> Task details: Where in the data does the word "clone" appear? Find those lines and copy them.

=== Begin Enclosure ===

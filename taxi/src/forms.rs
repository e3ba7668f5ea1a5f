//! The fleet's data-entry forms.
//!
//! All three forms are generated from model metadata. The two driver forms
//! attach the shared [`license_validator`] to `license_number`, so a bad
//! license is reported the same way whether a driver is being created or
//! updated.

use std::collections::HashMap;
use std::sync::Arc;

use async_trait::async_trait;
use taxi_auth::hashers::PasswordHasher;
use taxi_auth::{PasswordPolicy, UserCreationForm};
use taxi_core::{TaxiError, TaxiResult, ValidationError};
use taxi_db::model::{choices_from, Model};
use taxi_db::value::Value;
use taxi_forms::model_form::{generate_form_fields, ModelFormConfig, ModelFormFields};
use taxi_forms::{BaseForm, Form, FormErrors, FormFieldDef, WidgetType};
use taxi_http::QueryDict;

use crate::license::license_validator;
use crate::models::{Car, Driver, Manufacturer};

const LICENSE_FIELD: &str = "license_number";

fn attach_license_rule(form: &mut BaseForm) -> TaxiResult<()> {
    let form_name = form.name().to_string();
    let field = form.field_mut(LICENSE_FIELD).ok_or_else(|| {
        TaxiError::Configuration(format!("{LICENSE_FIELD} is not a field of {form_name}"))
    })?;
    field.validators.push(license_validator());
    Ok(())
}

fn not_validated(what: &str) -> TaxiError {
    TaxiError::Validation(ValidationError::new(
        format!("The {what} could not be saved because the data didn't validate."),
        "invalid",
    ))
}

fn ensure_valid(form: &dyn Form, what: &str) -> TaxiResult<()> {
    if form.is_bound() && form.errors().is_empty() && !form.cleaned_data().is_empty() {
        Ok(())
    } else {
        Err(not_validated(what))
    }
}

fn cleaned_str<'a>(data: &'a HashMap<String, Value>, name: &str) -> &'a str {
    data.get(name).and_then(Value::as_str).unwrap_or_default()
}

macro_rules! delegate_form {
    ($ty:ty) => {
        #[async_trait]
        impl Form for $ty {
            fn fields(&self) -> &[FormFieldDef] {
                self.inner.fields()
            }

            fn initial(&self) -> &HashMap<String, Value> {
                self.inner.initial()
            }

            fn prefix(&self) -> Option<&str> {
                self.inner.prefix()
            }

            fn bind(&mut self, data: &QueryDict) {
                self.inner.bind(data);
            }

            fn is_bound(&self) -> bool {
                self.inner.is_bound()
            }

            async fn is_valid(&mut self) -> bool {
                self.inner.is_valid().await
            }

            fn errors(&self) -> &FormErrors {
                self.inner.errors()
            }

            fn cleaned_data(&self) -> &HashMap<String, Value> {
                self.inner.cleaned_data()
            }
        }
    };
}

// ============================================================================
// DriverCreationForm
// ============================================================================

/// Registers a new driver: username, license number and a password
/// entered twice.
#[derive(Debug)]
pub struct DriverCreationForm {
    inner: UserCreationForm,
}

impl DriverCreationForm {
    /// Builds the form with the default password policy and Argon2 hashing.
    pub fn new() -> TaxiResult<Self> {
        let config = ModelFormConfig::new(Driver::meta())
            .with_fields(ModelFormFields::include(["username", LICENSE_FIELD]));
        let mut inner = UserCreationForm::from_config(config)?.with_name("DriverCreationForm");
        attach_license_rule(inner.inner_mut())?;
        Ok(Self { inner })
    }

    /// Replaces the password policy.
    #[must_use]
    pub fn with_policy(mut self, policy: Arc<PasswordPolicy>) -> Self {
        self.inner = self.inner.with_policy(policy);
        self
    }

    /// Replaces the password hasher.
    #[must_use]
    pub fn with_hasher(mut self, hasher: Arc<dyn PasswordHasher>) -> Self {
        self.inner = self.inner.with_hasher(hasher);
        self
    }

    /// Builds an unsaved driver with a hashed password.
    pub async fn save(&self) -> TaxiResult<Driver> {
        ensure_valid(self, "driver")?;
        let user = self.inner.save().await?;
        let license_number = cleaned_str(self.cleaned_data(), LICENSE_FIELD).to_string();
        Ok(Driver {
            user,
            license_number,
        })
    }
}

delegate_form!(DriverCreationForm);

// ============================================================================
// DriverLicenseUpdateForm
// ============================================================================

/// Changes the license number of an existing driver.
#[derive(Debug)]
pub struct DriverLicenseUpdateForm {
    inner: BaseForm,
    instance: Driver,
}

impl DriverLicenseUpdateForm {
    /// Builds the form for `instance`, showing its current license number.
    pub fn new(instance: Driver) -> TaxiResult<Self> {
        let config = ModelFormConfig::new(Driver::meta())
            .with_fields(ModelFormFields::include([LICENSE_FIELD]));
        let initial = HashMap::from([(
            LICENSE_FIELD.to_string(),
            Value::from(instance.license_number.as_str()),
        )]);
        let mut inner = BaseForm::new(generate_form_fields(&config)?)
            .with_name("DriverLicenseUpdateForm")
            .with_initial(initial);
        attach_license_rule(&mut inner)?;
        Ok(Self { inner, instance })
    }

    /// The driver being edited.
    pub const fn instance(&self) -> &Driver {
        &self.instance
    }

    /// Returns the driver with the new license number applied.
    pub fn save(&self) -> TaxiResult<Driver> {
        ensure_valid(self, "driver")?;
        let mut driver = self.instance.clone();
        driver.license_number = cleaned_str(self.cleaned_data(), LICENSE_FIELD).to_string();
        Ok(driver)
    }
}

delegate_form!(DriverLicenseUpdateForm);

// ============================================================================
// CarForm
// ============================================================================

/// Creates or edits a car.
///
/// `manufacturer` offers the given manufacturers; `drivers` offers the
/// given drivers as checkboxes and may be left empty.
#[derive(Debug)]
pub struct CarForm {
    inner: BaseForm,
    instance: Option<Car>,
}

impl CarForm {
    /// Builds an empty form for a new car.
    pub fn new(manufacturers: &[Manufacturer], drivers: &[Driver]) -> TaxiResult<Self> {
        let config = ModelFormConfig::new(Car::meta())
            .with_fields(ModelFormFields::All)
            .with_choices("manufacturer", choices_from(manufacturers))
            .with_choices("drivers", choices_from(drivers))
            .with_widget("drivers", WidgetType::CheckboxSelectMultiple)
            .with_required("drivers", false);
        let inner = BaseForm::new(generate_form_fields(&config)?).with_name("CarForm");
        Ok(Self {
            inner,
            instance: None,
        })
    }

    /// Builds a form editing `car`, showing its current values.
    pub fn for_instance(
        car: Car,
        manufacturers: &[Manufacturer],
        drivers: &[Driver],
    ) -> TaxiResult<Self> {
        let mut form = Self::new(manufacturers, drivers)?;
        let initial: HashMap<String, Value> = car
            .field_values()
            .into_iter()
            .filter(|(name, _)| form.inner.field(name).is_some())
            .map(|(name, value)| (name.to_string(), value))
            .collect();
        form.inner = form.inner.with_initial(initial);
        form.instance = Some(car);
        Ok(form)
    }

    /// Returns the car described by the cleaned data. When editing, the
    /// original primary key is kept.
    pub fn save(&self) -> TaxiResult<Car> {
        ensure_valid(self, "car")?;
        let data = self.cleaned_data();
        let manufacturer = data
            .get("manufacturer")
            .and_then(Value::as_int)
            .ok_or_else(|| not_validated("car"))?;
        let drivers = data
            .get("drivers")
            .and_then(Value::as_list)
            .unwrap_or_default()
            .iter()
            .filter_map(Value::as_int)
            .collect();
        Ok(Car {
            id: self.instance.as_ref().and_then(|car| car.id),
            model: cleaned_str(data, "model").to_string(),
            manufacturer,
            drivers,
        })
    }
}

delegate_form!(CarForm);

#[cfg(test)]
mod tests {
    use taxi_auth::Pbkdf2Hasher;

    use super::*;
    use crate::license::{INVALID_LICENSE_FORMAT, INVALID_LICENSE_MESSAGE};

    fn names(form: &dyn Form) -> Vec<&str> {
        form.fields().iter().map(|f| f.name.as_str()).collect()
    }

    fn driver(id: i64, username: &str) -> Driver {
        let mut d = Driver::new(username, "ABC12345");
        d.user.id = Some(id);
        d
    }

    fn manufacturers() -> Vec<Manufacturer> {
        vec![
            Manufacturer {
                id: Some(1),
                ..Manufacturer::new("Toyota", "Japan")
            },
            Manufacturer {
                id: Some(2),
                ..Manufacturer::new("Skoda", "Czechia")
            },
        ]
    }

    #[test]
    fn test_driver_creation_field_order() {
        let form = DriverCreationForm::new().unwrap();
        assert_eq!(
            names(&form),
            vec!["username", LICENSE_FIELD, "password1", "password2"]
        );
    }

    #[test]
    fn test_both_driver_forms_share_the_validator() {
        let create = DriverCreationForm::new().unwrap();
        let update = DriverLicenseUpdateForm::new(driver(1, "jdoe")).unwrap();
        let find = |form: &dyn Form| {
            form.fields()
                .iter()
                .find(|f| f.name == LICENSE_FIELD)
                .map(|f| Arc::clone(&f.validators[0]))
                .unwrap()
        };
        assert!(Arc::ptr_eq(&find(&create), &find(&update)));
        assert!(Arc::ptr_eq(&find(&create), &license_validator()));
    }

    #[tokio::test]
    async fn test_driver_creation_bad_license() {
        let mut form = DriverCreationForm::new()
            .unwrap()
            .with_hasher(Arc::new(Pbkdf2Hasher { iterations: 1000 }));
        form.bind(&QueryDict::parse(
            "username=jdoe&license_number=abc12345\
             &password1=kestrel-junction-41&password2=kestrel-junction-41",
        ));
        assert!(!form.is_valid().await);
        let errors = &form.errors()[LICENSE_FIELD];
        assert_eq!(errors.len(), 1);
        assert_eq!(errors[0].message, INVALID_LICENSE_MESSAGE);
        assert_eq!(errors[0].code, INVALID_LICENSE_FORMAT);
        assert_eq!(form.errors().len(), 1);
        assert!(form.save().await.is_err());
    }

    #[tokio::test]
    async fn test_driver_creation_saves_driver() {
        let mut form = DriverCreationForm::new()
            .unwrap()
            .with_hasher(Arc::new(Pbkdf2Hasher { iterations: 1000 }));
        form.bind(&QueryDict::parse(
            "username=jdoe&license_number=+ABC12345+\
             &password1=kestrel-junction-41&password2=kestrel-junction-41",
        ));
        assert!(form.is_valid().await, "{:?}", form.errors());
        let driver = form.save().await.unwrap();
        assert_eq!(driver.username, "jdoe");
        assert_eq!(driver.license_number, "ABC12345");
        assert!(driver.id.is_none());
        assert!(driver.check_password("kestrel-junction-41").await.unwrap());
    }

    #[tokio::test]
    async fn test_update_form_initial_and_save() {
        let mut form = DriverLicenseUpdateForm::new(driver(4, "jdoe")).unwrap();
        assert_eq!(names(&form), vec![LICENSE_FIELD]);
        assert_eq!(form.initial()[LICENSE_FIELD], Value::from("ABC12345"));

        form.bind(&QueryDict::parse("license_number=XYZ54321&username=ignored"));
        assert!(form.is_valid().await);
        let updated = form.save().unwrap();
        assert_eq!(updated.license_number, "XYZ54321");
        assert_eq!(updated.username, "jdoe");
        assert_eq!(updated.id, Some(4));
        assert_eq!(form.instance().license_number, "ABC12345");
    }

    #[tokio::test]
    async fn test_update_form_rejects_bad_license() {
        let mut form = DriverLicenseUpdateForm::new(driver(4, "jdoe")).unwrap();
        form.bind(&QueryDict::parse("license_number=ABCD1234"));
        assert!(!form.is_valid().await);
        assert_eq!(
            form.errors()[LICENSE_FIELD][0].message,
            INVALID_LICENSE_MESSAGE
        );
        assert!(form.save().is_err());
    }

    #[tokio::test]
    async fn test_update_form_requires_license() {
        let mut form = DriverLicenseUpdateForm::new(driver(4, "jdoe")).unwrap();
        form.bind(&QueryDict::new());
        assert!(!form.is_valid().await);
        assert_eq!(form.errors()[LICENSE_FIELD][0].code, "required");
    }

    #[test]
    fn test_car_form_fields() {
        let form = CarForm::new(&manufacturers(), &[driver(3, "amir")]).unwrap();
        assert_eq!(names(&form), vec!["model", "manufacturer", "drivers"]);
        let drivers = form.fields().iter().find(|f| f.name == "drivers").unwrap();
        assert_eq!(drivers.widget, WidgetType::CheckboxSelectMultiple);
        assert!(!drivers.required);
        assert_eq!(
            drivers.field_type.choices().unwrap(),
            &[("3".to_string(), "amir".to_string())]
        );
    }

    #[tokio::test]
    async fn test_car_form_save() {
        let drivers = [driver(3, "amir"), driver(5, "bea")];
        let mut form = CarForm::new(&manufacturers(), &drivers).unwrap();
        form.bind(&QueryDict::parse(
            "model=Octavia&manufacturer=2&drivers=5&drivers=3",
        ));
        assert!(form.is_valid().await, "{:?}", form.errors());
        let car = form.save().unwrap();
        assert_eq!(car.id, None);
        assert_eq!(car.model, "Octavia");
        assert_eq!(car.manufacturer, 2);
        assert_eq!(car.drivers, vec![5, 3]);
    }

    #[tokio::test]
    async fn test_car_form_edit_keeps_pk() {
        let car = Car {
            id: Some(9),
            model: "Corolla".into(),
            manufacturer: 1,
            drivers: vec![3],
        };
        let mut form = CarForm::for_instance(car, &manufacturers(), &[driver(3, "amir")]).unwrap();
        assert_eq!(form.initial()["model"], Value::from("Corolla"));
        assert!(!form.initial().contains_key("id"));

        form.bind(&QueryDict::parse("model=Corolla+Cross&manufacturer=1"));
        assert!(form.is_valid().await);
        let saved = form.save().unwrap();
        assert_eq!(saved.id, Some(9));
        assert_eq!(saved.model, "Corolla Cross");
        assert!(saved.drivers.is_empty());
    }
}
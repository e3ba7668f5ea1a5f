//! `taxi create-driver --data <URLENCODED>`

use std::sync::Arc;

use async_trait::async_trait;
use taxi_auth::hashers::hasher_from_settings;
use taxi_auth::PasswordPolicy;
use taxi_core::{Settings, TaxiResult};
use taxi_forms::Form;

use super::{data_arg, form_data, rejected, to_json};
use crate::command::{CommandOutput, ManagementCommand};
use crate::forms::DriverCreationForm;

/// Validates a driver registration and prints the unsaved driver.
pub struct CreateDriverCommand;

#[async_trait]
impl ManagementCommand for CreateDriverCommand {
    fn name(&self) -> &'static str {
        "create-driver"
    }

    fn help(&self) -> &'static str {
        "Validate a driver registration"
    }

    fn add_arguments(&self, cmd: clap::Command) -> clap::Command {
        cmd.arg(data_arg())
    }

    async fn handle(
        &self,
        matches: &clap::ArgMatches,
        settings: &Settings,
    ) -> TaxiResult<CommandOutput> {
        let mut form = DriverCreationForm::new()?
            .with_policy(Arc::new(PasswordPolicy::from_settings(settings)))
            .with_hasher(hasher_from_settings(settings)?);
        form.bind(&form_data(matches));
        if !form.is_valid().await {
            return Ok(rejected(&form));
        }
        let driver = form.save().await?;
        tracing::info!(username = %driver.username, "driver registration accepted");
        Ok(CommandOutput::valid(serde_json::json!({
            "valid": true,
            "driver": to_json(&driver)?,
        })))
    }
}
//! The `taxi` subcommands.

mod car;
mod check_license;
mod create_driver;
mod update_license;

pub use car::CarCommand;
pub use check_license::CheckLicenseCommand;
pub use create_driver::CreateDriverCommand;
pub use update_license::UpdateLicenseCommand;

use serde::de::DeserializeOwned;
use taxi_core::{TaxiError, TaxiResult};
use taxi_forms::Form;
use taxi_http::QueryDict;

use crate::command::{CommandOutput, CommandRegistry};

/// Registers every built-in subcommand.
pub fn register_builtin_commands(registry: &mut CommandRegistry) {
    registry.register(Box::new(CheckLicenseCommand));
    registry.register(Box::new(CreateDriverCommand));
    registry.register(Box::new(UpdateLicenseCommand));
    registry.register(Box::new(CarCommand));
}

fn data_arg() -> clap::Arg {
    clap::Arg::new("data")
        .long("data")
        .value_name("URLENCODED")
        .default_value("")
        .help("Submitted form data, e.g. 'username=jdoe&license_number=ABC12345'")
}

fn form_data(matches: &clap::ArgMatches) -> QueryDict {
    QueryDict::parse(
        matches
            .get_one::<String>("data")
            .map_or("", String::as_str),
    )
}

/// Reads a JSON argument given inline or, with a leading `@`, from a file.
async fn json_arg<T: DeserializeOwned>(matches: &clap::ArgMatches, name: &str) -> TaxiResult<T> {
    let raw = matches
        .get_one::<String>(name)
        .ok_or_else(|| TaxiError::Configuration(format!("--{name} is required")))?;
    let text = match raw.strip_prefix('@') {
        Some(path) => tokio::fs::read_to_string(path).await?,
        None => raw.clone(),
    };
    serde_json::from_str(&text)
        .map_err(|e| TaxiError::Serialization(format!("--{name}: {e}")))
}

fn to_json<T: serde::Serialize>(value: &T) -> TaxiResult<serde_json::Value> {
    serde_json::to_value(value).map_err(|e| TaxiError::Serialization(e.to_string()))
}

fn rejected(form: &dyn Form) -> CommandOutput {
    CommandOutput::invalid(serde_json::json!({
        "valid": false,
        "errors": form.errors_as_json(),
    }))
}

=== End Enclosure ===

> Exercise answer:
        let mut driver = self.instance.clone();
                .map(|f| Arc::clone(&f.validators[0]))
        None => raw.clone(),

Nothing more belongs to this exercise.